Sautéing or sauteing (/ˈsəʊteɪ.ɪŋ/, /soʊˈteɪ.ɪŋ, sɔː-/; from French sauté /fr/ , in reference to tossing while cooking) is a method of cooking that uses a relatively small amount of oil or fat in a shallow pan over relatively high heat. Various sauté methods exist.

== Description ==
Ingredients for sautéing are usually cut into small pieces or thinly sliced to provide a large surface area, which facilitates fast cooking. The primary mode of heat transfer during sautéing is conduction between the pan and the food being cooked. Food that is sautéed is browned while preserving its texture, moisture, and flavor. If meat, chicken, or fish is sautéed, the sauté is often finished by deglazing the pan's residue to make a sauce.

Sautéing may be compared with pan frying, in which larger pieces of food (for example, chops or steaks) are cooked quickly in oil or fat, and flipped onto both sides. Some cooks make a distinction between the two based on the depth of the oil used, while others use the terms interchangeably.

Sautéing differs from searing in that searing only browns the surface of the food.

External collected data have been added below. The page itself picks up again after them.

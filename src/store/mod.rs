//! store — доступ к упорядоченному KV-движку.
//!
//! - mod.rs  — трейт `OrderedStore` (seek + ascending visit, point lookup)
//! - rocks.rs — RocksDB (read-only или read-write, один handle на процесс)
//! - mem.rs   — BTreeMap-реализация для тестов (с инъекцией сбоя скана)
//!
//! Keys compare as raw bytes, lexicographically; every implementation must
//! visit them in that order.

use std::ops::ControlFlow;

use crate::error::InspectResult;

pub mod mem;
pub mod rocks;

pub use mem::MemStore;
pub use rocks::RocksStore;

/// Read-only view of an ordered key-value engine.
///
/// Implementations are shared across request workers without extra locking,
/// so they must be safe for concurrent reads.
pub trait OrderedStore: Send + Sync {
    /// Visit keys in ascending order, starting at the first key >= `lower`.
    ///
    /// Iteration stops when `visit` returns `ControlFlow::Break`. An engine
    /// failure mid-way is reported as `InspectError::Scan`; keys already handed
    /// to `visit` must then be treated as garbage by the caller.
    fn scan_from(
        &self,
        lower: &[u8],
        visit: &mut dyn FnMut(&[u8]) -> ControlFlow<()>,
    ) -> InspectResult<()>;

    /// Point lookup. `Ok(None)` means the key is absent.
    ///
    /// The returned bytes are an owned copy, independent of engine buffers.
    fn get(&self, key: &[u8]) -> InspectResult<Option<Vec<u8>>>;

    /// Engine-side key estimate, if the engine keeps one.
    fn estimated_keys(&self) -> Option<u64> {
        None
    }
}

Certain oils should not be used to sauté due to their low smoke point. Clarified butter, rapeseed oil and sunflower oil are commonly used for sautéing; whatever the fat, it must have a smoke point high enough to allow cooking on medium-high heat, which is the temperature at which sautéing is done. For example, although regular butter would impart more flavor, it would also burn at a lower temperature and more quickly than other fats due to the presence of milk solids. Clarified butter is more suitable for this use.

==Methods==
In a sauté, all the ingredients are heated at once and cooked quickly. To facilitate this, the ingredients are rapidly moved around in the pan, either by the use of a utensil or by repeatedly jerking the pan itself. A sauté pan must be large enough to hold all of the food in one layer, so steam can escape, which keeps the ingredients from stewing and promotes the development of fond. Most pans sold specifically as sauté pans have a wide flat base and low sides, to maximize the surface area available for heating. The low sides allow quick evaporation and escape of steam. While skillets typically have flared or rounded sides, sauté pans typically have straight vertical sides. This keeps the ingredients from escaping as the pan is jerked or stirred.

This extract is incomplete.